Collecting data by using the Cloudera REST
To collect data by using the Cloudera REST ETL, do the following tasks:
Steps | Details |
---|---|
Check the Cloudera Manager version is supported | Supported Cloudera Data Hub and Cloudera Manager versions: 7.0.3+ |
Create an administrator account for Cloudera API access. | |
Verify if the user credentials have the access |
A. Configuring the basic properties
Some of the basic properties display default values. You can modify these values if required.
To configure the basic properties:
- In the console, navigate to Administration > ETL & System Tasks, and select ETL tasks.
On the ETL tasks page, click Add > Add ETL. The Add ETL page displays the configuration properties. You must configure properties in the following tabs: Run configuration, Entity catalog, and Amazon Web Services Connection
On the Run Configuration tab, select Moviri - Cloudera REST Extractor from the ETL Module list. The name of the ETL is displayed in the ETL task name field. You can edit this field to customize the name.
- Click the Entity catalog tab, and select one of the following options:
Shared Entity Catalog:
- From the Sharing with Entity Catalog list, select the entity catalog name that is shared between ETLs.
- Private Entity Catalog: Select if this is the only ETL that extracts data from the Cloudera REST resources.

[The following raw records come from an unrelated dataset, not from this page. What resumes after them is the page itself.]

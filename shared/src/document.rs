use serde::{Deserialize, Serialize};
use tracing::debug;

pub const MIN_ZOOM_PERCENT: u16 = 100;
pub const MAX_ZOOM_PERCENT: u16 = 300;
pub const ZOOM_STEP_PERCENT: u16 = 25;

/// Loading flag and zoom for the embedded document viewer.
///
/// Each `open` starts a new generation so the fallback timeout of a previous
/// document cannot clear the loading flag of the current one.
#[derive(Debug, Clone, PartialEq, Eq, Serialize, Deserialize)]
pub struct DocumentViewer {
    loading: bool,
    zoom_percent: u16,
    #[serde(skip)]
    generation: u64,
}

impl Default for DocumentViewer {
    fn default() -> Self {
        Self {
            loading: false,
            zoom_percent: MIN_ZOOM_PERCENT,
            generation: 0,
        }
    }
}

impl DocumentViewer {
    /// Returns the generation to pass back with the timeout.
    pub fn open(&mut self) -> u64 {
        self.generation += 1;
        self.loading = true;
        self.zoom_percent = MIN_ZOOM_PERCENT;
        self.generation
    }

    pub fn loaded(&mut self) {
        self.loading = false;
    }

    pub fn timed_out(&mut self, generation: u64) {
        if generation == self.generation && self.loading {
            debug!(generation, "document load timed out, hiding loader");
            self.loading = false;
        }
    }

    pub fn zoom_in(&mut self) {
        self.zoom_percent = (self.zoom_percent + ZOOM_STEP_PERCENT).min(MAX_ZOOM_PERCENT);
    }

    pub fn zoom_out(&mut self) {
        self.zoom_percent = self
            .zoom_percent
            .saturating_sub(ZOOM_STEP_PERCENT)
            .max(MIN_ZOOM_PERCENT);
    }

    #[must_use]
    pub fn is_loading(&self) -> bool {
        self.loading
    }

    #[must_use]
    pub fn zoom_percent(&self) -> u16 {
        self.zoom_percent
    }
}

#[cfg(test)]
mod tests {
    use super::*;

    #[test]
    fn zoom_is_clamped() {
        let mut viewer = DocumentViewer::default();
        viewer.zoom_out();
        assert_eq!(viewer.zoom_percent(), 100);
        for _ in 0..20 {
            viewer.zoom_in();
        }
        assert_eq!(viewer.zoom_percent(), 300);
        viewer.zoom_out();
        assert_eq!(viewer.zoom_percent(), 275);
    }

    #[test]
    fn stale_timeout_does_not_clear_newer_load() {
        let mut viewer = DocumentViewer::default();
        let first = viewer.open();
        let _second = viewer.open();
        viewer.timed_out(first);
        assert!(viewer.is_loading());
    }

    #[test]
    fn timeout_clears_a_stalled_loader() {
        let mut viewer = DocumentViewer::default();
        let generation = viewer.open();
        viewer.timed_out(generation);
        assert!(!viewer.is_loading());
    }
}
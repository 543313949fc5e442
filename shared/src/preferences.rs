//! Local-first preference state with one-shot remote reconciliation.

use tracing::{debug, info, instrument, warn};

use crate::capabilities::{DocumentPath, LocalStore, RemoteError, StorageKey, TypedSlot};
use crate::context::RemoteTarget;
use crate::model::{LanguageCode, PreferencesPatch, UserPreferences};
use crate::task;

// Stored as a patch so documents written by older builds with missing fields
// still load; defaults are filled in on read.
const SLOT: TypedSlot<PreferencesPatch> = TypedSlot::new(StorageKey::UserPreferences);

#[derive(Debug, Clone, PartialEq, Eq)]
pub struct PreferenceSync {
    current: UserPreferences,
    language_confirmed: bool,
}

impl PreferenceSync {
    /// Synchronous read with defaults: language falls back, theme is light,
    /// system-follow is on.
    pub fn load_initial(local: &dyn LocalStore, fallback_language: &LanguageCode) -> Self {
        let stored = SLOT.load(local).unwrap_or_default();
        let language_confirmed = stored.language.is_some();
        let mut current = UserPreferences::with_defaults(fallback_language.clone());
        current.apply(&stored);
        debug!(language_confirmed, "preferences loaded");
        Self {
            current,
            language_confirmed,
        }
    }

    #[must_use]
    pub fn current(&self) -> &UserPreferences {
        &self.current
    }

    /// False until a language has been stored, locally or remotely.
    #[must_use]
    pub fn language_confirmed(&self) -> bool {
        self.language_confirmed
    }

    /// Applies `patch` in memory, writes the full result locally, then
    /// schedules a best-effort remote merge of only the changed fields.
    #[instrument(skip_all, fields(fields = ?patch.field_names()))]
    pub fn save(
        &mut self,
        local: &dyn LocalStore,
        patch: PreferencesPatch,
        remote: Option<RemoteTarget>,
    ) {
        if patch.is_empty() {
            return;
        }
        self.current.apply(&patch);
        if patch.language.is_some() {
            self.language_confirmed = true;
        }
        // Failure is logged by the slot; in-memory state stays authoritative.
        let _ = SLOT.save(local, &PreferencesPatch::from(&self.current));

        let Some(target) = remote else {
            debug!("no remote identity, preference change kept local");
            return;
        };
        task::spawn_detached("preferences.merge", async move {
            let path = DocumentPath::preferences(&target.user);
            let fields = serde_json::to_value(&patch).map_err(|e| RemoteError::invalid(&path, e))?;
            target.store.merge(&path, fields).await
        });
    }

    pub async fn fetch_remote(
        target: &RemoteTarget,
    ) -> Result<Option<PreferencesPatch>, RemoteError> {
        let path = DocumentPath::preferences(&target.user);
        match target.store.get(&path).await? {
            Some(doc) => serde_json::from_value(doc)
                .map(Some)
                .map_err(|e| RemoteError::invalid(&path, e)),
            None => Ok(None),
        }
    }

    /// Remote values overwrite in-memory and local values for every field the
    /// remote document defines. Returns whether anything was applied.
    pub fn apply_remote(
        &mut self,
        local: &dyn LocalStore,
        fetched: Result<Option<PreferencesPatch>, RemoteError>,
    ) -> bool {
        let patch = match fetched {
            Ok(Some(patch)) if !patch.is_empty() => patch,
            Ok(_) => {
                debug!("no remote preferences, keeping local values");
                return false;
            }
            Err(e) => {
                warn!(error = %e, "remote preferences fetch failed, keeping local values");
                return false;
            }
        };
        info!(fields = ?patch.field_names(), "applying remote preferences");
        self.current.apply(&patch);
        if patch.language.is_some() {
            self.language_confirmed = true;
        }
        let _ = SLOT.save(local, &PreferencesPatch::from(&self.current));
        true
    }

    #[instrument(skip_all, fields(user = %target.user))]
    pub async fn reconcile_remote(
        &mut self,
        local: &dyn LocalStore,
        target: &RemoteTarget,
    ) -> bool {
        let fetched = Self::fetch_remote(target).await;
        self.apply_remote(local, fetched)
    }
}

#[cfg(test)]
mod tests {
    use super::*;
    use crate::capabilities::{MemoryLocalStore, MemoryRemoteStore, RemoteCall};
    use crate::model::{Theme, UserId};
    use proptest::prelude::*;
    use serde_json::json;
    use std::sync::Arc;

    fn en() -> LanguageCode {
        LanguageCode::english()
    }

    fn target(store: Arc<MemoryRemoteStore>) -> RemoteTarget {
        RemoteTarget {
            store,
            user: UserId::new("u-1"),
        }
    }

    #[test]
    fn empty_store_yields_documented_defaults() {
        let sync = PreferenceSync::load_initial(&MemoryLocalStore::new(), &en());
        assert_eq!(sync.current().language, en());
        assert_eq!(sync.current().theme, Theme::Light);
        assert!(sync.current().use_system_theme);
        assert!(!sync.language_confirmed());
    }

    #[test]
    fn partial_document_fills_missing_fields() {
        let store =
            MemoryLocalStore::new().with_raw(StorageKey::UserPreferences, r#"{"language":"hi"}"#);
        let sync = PreferenceSync::load_initial(&store, &en());
        assert_eq!(sync.current().language.as_str(), "hi");
        assert!(sync.current().use_system_theme);
        assert!(sync.language_confirmed());
    }

    #[test]
    fn save_without_identity_stays_local() {
        let store = MemoryLocalStore::new();
        let mut sync = PreferenceSync::load_initial(&store, &en());
        sync.save(&store, PreferencesPatch::theme(Theme::Dark), None);

        let reloaded = PreferenceSync::load_initial(&store, &en());
        assert_eq!(reloaded.current().theme, Theme::Dark);
        assert!(reloaded.current().use_system_theme);
    }

    #[tokio::test]
    async fn save_merges_only_changed_fields_remotely() {
        let store = MemoryLocalStore::new();
        let remote = Arc::new(MemoryRemoteStore::new());
        let mut sync = PreferenceSync::load_initial(&store, &en());

        sync.save(&store, PreferencesPatch::theme(Theme::Dark), Some(target(Arc::clone(&remote))));
        for _ in 0..4 {
            tokio::task::yield_now().await;
        }

        assert_eq!(
            remote.calls(),
            vec![RemoteCall::Merge(
                DocumentPath::preferences(&UserId::new("u-1")),
                json!({"theme": "dark"})
            )]
        );
    }

    #[tokio::test]
    async fn failed_fetch_keeps_local_values() {
        let store = MemoryLocalStore::new();
        let remote = Arc::new(MemoryRemoteStore::new());
        remote.set_offline(true);
        let mut sync = PreferenceSync::load_initial(&store, &en());
        sync.save(&store, PreferencesPatch::theme(Theme::Dark), None);

        assert!(!sync.reconcile_remote(&store, &target(remote)).await);
        assert_eq!(sync.current().theme, Theme::Dark);
    }

    #[tokio::test]
    async fn remote_fields_overwrite_local_one_by_one() {
        let store = MemoryLocalStore::new().with_raw(
            StorageKey::UserPreferences,
            r#"{"language":"hi","theme":"light","useSystemTheme":false}"#,
        );
        let remote = Arc::new(MemoryRemoteStore::new().with_document(
            DocumentPath::preferences(&UserId::new("u-1")),
            json!({"theme": "dark"}),
        ));
        let mut sync = PreferenceSync::load_initial(&store, &en());

        assert!(sync.reconcile_remote(&store, &target(remote)).await);

        let reloaded = PreferenceSync::load_initial(&store, &en());
        assert_eq!(reloaded.current().theme, Theme::Dark);
        assert_eq!(reloaded.current().language.as_str(), "hi");
        assert!(!reloaded.current().use_system_theme);
    }

    #[tokio::test]
    async fn malformed_remote_document_is_ignored() {
        let store = MemoryLocalStore::new();
        let remote = Arc::new(MemoryRemoteStore::new().with_document(
            DocumentPath::preferences(&UserId::new("u-1")),
            json!({"theme": "sepia"}),
        ));
        let mut sync = PreferenceSync::load_initial(&store, &en());
        assert!(!sync.reconcile_remote(&store, &target(remote)).await);
        assert_eq!(sync.current().theme, Theme::Light);
    }

    proptest! {
        #[test]
        fn local_copy_always_matches_memory_after_save(
            dark in any::<bool>(),
            follow in any::<bool>(),
        ) {
            let store = MemoryLocalStore::new();
            let mut sync = PreferenceSync::load_initial(&store, &en());
            let theme = if dark { Theme::Dark } else { Theme::Light };
            let patch = PreferencesPatch::use_system_theme(follow).and_theme(theme);
            sync.save(&store, patch, None);
            let reloaded = PreferenceSync::load_initial(&store, &en());
            prop_assert_eq!(reloaded.current(), sync.current());
        }
    }
}
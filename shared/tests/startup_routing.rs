mod common;

use common::{harness, STORED_PROFILE};
use shared::capabilities::{MemoryLocalStore, StorageKey};
use shared::{Screen, Theme};

#[test]
fn first_launch_asks_for_a_language() {
    let h = harness().disconnected().build();
    let view = h.app.view();
    assert_eq!(view.route.screen(), Screen::LanguageSelect);
    assert_eq!(view.language.as_str(), "en");
    assert_eq!(view.app_opens, 1);
}

#[test]
fn stored_language_without_profile_goes_to_onboarding() {
    let local =
        MemoryLocalStore::new().with_raw(StorageKey::UserPreferences, r#"{"language":"hi"}"#);
    let h = harness().local(local).disconnected().build();

    let view = h.app.view();
    assert_eq!(view.route.screen(), Screen::Onboarding);
    assert_eq!(view.language.as_str(), "hi");
    assert!(view.use_system_theme);
}

#[test]
fn language_and_profile_go_home() {
    let local = MemoryLocalStore::new()
        .with_raw(StorageKey::UserPreferences, r#"{"language":"mr"}"#)
        .with_raw(StorageKey::UserProfile, STORED_PROFILE);
    let h = harness().local(local).disconnected().build();

    let view = h.app.view();
    assert_eq!(view.route.screen(), Screen::Home);
    assert_eq!(view.username.as_deref(), Some("Asha Rao"));
}

#[test]
fn corrupt_profile_is_treated_as_absent() {
    let local = MemoryLocalStore::new()
        .with_raw(StorageKey::UserPreferences, r#"{"language":"hi"}"#)
        .with_raw(StorageKey::UserProfile, "{not json");
    let h = harness().local(local).disconnected().build();

    assert_eq!(h.app.navigation().screen(), Screen::Onboarding);
    assert!(h.app.view().username.is_none());
}

#[test]
fn blank_username_is_treated_as_absent() {
    let local = MemoryLocalStore::new()
        .with_raw(StorageKey::UserPreferences, r#"{"language":"hi"}"#)
        .with_raw(
            StorageKey::UserProfile,
            r#"{"username":"   ","school":"Sunrise","standard":"10th"}"#,
        );
    let h = harness().local(local).disconnected().build();

    assert_eq!(h.app.navigation().screen(), Screen::Onboarding);
}

#[test]
fn partial_preferences_fill_in_defaults() {
    let local = MemoryLocalStore::new().with_raw(
        StorageKey::UserPreferences,
        r#"{"theme":"dark","useSystemTheme":false}"#,
    );
    let h = harness().local(local).os_theme(Theme::Light).disconnected().build();

    let view = h.app.view();
    // No language stored yet, so it has not been confirmed.
    assert_eq!(view.route.screen(), Screen::LanguageSelect);
    assert_eq!(view.language.as_str(), "en");
    assert_eq!(view.theme, Theme::Dark);
}

#[test]
fn malformed_stored_language_keeps_the_stored_theme() {
    let local = MemoryLocalStore::new().with_raw(
        StorageKey::UserPreferences,
        r#"{"language":"pt_BR","theme":"dark","useSystemTheme":false}"#,
    );
    let h = harness().local(local).os_theme(Theme::Light).disconnected().build();

    let view = h.app.view();
    assert_eq!(view.route.screen(), Screen::LanguageSelect);
    assert_eq!(view.language.as_str(), "en");
    assert_eq!(view.theme, Theme::Dark);
    assert!(!view.use_system_theme);
}

#[test]
fn corrupt_preferences_fall_back_to_defaults() {
    let local = MemoryLocalStore::new().with_raw(StorageKey::UserPreferences, "][");
    let h = harness().local(local).os_theme(Theme::Dark).disconnected().build();

    let view = h.app.view();
    assert_eq!(view.route.screen(), Screen::LanguageSelect);
    assert!(view.use_system_theme);
    assert_eq!(view.theme, Theme::Dark);
}

#[test]
fn startup_makes_no_remote_calls() {
    let local = MemoryLocalStore::new()
        .with_raw(StorageKey::UserPreferences, r#"{"language":"hi"}"#)
        .with_raw(StorageKey::UserProfile, STORED_PROFILE);
    let h = harness().local(local).build();

    assert_eq!(h.app.navigation().screen(), Screen::Home);
    assert!(h.remote.calls().is_empty());
    assert!(h.app.view().identity_label.is_none());
}

#[test]
fn app_opens_survive_restarts() {
    let h = harness().disconnected().build();
    let raw = h.local.raw(StorageKey::AppOpens).unwrap();

    let again = harness()
        .local(MemoryLocalStore::new().with_raw(StorageKey::AppOpens, raw))
        .disconnected()
        .build();
    assert_eq!(again.app.view().app_opens, 2);
}
use serde::{Deserialize, Serialize};
use std::collections::{BTreeMap, BTreeSet};
use tracing::{debug, info, instrument, warn};

use crate::capabilities::{DocumentPath, LocalStore, RemoteError, StorageKey, TypedSlot};
use crate::context::RemoteTarget;
use crate::model::{ProfilePatch, Standard, UserProfile, ValidationError};
use crate::task;
use crate::{AppError, PROFILE_EDIT_UNAVAILABLE};

const SLOT: TypedSlot<UserProfile> = TypedSlot::new(StorageKey::UserProfile);

pub const MIN_USERNAME_LETTERS: usize = 4;

pub fn validate_username(raw: &str) -> Result<String, ValidationError> {
    let trimmed = raw.trim();
    let valid = trimmed.chars().count() >= MIN_USERNAME_LETTERS
        && trimmed.chars().all(|c| c.is_ascii_alphabetic() || c == ' ');
    if valid {
        Ok(trimmed.to_string())
    } else {
        Err(ValidationError::InvalidUsername)
    }
}

pub fn validate_school(raw: &str) -> Result<String, ValidationError> {
    let trimmed = raw.trim();
    if trimmed.is_empty() {
        Err(ValidationError::EmptySchool)
    } else {
        Ok(trimmed.to_string())
    }
}

/// Local-first profile state. Written wholesale, once, at onboarding.
#[derive(Debug, Clone, Default, PartialEq, Eq)]
pub struct ProfileSync {
    profile: Option<UserProfile>,
}

impl ProfileSync {
    /// A stored profile with a blank username counts as absent.
    pub fn load_initial(local: &dyn LocalStore) -> Self {
        let profile = SLOT
            .load(local)
            .filter(|p| !p.username.trim().is_empty());
        debug!(present = profile.is_some(), "profile loaded");
        Self { profile }
    }

    #[must_use]
    pub fn current(&self) -> Option<&UserProfile> {
        self.profile.as_ref()
    }

    #[must_use]
    pub fn is_present(&self) -> bool {
        self.profile.is_some()
    }

    /// Local write first, then a best-effort full-document replace remotely.
    #[instrument(skip_all)]
    pub fn save(
        &mut self,
        local: &dyn LocalStore,
        profile: UserProfile,
        remote: Option<RemoteTarget>,
    ) {
        let _ = SLOT.save(local, &profile);
        self.profile = Some(profile.clone());

        let Some(target) = remote else {
            debug!("no remote identity, profile kept local");
            return;
        };
        task::spawn_detached("profile.set", async move {
            let path = DocumentPath::profile(&target.user);
            let document =
                serde_json::to_value(&profile).map_err(|e| RemoteError::invalid(&path, e))?;
            target.store.set(&path, document).await
        });
    }

    pub async fn fetch_remote(target: &RemoteTarget) -> Result<Option<ProfilePatch>, RemoteError> {
        let path = DocumentPath::profile(&target.user);
        match target.store.get(&path).await? {
            Some(doc) => serde_json::from_value(doc)
                .map(Some)
                .map_err(|e| RemoteError::invalid(&path, e)),
            None => Ok(None),
        }
    }

    pub fn apply_remote(
        &mut self,
        local: &dyn LocalStore,
        fetched: Result<Option<ProfilePatch>, RemoteError>,
    ) -> bool {
        let patch = match fetched {
            Ok(Some(patch)) => patch,
            Ok(None) => {
                debug!("no remote profile, keeping local value");
                return false;
            }
            Err(e) => {
                warn!(error = %e, "remote profile fetch failed, keeping local value");
                return false;
            }
        };
        let Some(merged) = patch.overlay(self.profile.as_ref()) else {
            warn!("remote profile incomplete and nothing local to merge into");
            return false;
        };
        if merged.username.trim().is_empty() {
            warn!("remote profile has a blank username, ignoring");
            return false;
        }
        info!("applying remote profile");
        let _ = SLOT.save(local, &merged);
        self.profile = Some(merged);
        true
    }

    #[instrument(skip_all, fields(user = %target.user))]
    pub async fn reconcile_remote(
        &mut self,
        local: &dyn LocalStore,
        target: &RemoteTarget,
    ) -> bool {
        let fetched = Self::fetch_remote(target).await;
        self.apply_remote(local, fetched)
    }

    /// Editing is not implemented yet and says so.
    #[must_use]
    pub fn request_edit(&self) -> AppError {
        AppError::feature_unavailable(PROFILE_EDIT_UNAVAILABLE)
    }
}

// ============================================================================
// Onboarding form
// ============================================================================

#[derive(Debug, Clone, Copy, PartialEq, Eq, PartialOrd, Ord, Hash, Serialize, Deserialize)]
#[serde(rename_all = "snake_case")]
pub enum FormField {
    Username,
    School,
    Terms,
    Standard,
}

#[derive(Debug, Clone, Copy, Default, PartialEq, Eq, Serialize, Deserialize)]
#[serde(rename_all = "snake_case")]
pub enum OnboardingStep {
    #[default]
    Details,
    Standard,
}

#[derive(Debug, Clone, PartialEq, Eq, Serialize, Deserialize)]
#[serde(rename_all = "snake_case")]
pub enum FormInput {
    Username(String),
    School(String),
    TermsAgreed(bool),
    Standard(Standard),
}

/// Two-step onboarding form. Field errors block progression and flag the
/// field for the attention animation until cleared.
#[derive(Debug, Clone, Default, PartialEq, Eq)]
pub struct OnboardingForm {
    username: String,
    school: String,
    standard: Option<Standard>,
    terms_agreed: bool,
    step: OnboardingStep,
    errors: BTreeMap<FormField, String>,
    attention: BTreeSet<FormField>,
}

impl OnboardingForm {
    pub fn input(&mut self, input: FormInput) {
        let field = match input {
            FormInput::Username(v) => {
                self.username = v;
                FormField::Username
            }
            FormInput::School(v) => {
                self.school = v;
                FormField::School
            }
            FormInput::TermsAgreed(v) => {
                self.terms_agreed = v;
                FormField::Terms
            }
            FormInput::Standard(v) => {
                self.standard = Some(v);
                FormField::Standard
            }
        };
        self.errors.remove(&field);
    }

    #[must_use]
    pub fn step(&self) -> OnboardingStep {
        self.step
    }

    #[must_use]
    pub fn errors(&self) -> &BTreeMap<FormField, String> {
        &self.errors
    }

    #[must_use]
    pub fn attention(&self) -> &BTreeSet<FormField> {
        &self.attention
    }

    /// Validates step one. Returns the fields that failed.
    pub fn next(&mut self) -> Vec<FormField> {
        let failed = self.check(&[
            (FormField::Username, validate_username(&self.username).err()),
            (FormField::School, validate_school(&self.school).err()),
            (
                FormField::Terms,
                (!self.terms_agreed).then_some(ValidationError::TermsNotAccepted),
            ),
        ]);
        if failed.is_empty() {
            self.step = OnboardingStep::Standard;
        }
        failed
    }

    pub fn back(&mut self) {
        self.step = OnboardingStep::Details;
        self.errors.remove(&FormField::Standard);
    }

    /// Validates everything and produces the profile to save.
    pub fn submit(&mut self) -> Result<UserProfile, Vec<FormField>> {
        let username = validate_username(&self.username);
        let school = validate_school(&self.school);
        let standard = self.standard.ok_or(ValidationError::StandardMissing);
        let failed = self.check(&[
            (FormField::Username, username.clone().err()),
            (FormField::School, school.clone().err()),
            (
                FormField::Terms,
                (!self.terms_agreed).then_some(ValidationError::TermsNotAccepted),
            ),
            (FormField::Standard, standard.clone().err()),
        ]);
        match (username, school, standard) {
            (Ok(username), Ok(school), Ok(standard)) if failed.is_empty() => Ok(UserProfile {
                username,
                school,
                standard,
            }),
            _ => Err(failed),
        }
    }

    pub fn clear_attention(&mut self, field: FormField) {
        self.attention.remove(&field);
    }

    fn check(&mut self, results: &[(FormField, Option<ValidationError>)]) -> Vec<FormField> {
        let mut failed = Vec::new();
        for (field, error) in results {
            match error {
                Some(e) => {
                    self.errors.insert(*field, e.to_string());
                    self.attention.insert(*field);
                    failed.push(*field);
                }
                None => {
                    self.errors.remove(field);
                }
            }
        }
        failed
    }
}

Click the Cloudera REST - Settings tab, and configure the following properties:
Property | Description |
---|---|
Cloudera Protocol (HTTP/HTTPS) | The protocol of the Cloudera Manager instance (HTTP/HTTPS) |
Cloudera Hostname | The hostname of the Cloudera Manager instance |
Cloudera Port | The port that the Cloudera Manager instance is running on. |
Spark Hostname | If spark is being used, the hostname of the spark history server. |
Spark Port | If spark is being used, the port of the spark history server. |
User | Username of the administrator account created in the pre-configuration steps. |
Password | Password of the administrator account created in the pre-configuration steps. |
Import nodes | Import data at node level |
Import pools | Import data at pool level. |
Import hbase | Import data about HBSAE service |
import spark | Import data about Spark service |
Import HDFS usage report | Import data about HDFS usage by user (requires cluster admin permission) |
6. On the same tab, and configure the following Data Selection properties:
Property | Description |
---|---|
Data Granularity * | Granularity of data to be imported, supported granularity: 10 minute, 1 hour, 6 hour, and 1 day, and raw |
Raw data aggregation | The duration in minutes to rollup the gathered raw data, default is 5 min |
Import nodes | Import data at node level |
Import pools | Import data at pool level |
Import hbase | Import data about HBSAE service |
Import spark | Import data about Spark service |
Import HDFS usage report | Import data about HDFS usage by user (requires cluster admin permission) |
*Data Granularity: When choosing 1 day granularity, Cloudera REST aggregates data for every day based on UTC time zone. For the best practice and accuracy, consider relocate the data to UTC to align with the aggregation resolution.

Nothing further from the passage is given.